● **Data for this task**:

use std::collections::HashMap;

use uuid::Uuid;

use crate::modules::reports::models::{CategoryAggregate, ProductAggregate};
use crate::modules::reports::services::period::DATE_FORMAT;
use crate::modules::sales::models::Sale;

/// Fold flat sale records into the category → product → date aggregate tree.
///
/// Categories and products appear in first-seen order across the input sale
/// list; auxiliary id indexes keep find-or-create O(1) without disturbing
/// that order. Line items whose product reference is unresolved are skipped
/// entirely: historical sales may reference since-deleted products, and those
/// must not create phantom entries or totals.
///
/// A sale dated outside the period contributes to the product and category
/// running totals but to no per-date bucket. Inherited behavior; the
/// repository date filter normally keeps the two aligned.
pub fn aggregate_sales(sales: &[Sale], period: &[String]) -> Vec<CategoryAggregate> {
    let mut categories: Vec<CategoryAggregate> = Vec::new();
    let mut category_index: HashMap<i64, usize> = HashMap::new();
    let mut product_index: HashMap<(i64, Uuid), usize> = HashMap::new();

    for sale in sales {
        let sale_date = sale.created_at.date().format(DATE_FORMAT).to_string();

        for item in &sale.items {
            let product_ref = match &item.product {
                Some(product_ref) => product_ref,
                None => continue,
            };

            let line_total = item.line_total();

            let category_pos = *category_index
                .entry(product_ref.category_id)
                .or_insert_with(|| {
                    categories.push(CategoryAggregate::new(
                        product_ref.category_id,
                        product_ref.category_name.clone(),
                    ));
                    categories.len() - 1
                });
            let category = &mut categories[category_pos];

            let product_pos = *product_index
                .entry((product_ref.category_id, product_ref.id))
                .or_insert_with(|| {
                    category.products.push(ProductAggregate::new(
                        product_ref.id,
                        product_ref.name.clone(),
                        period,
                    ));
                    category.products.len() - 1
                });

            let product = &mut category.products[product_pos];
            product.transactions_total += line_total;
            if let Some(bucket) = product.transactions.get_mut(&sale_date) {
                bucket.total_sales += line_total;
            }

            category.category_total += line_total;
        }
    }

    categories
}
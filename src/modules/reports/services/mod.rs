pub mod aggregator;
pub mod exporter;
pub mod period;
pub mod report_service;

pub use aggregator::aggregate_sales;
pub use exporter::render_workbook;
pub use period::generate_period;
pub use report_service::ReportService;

● **Exercise directions**: Scan the lines above, and whenever one holds the string "services", copy it.

● **Answer to this exercise**:
use crate::modules::reports::services::period::DATE_FORMAT;
filename src/modules/reports/services/mod.rs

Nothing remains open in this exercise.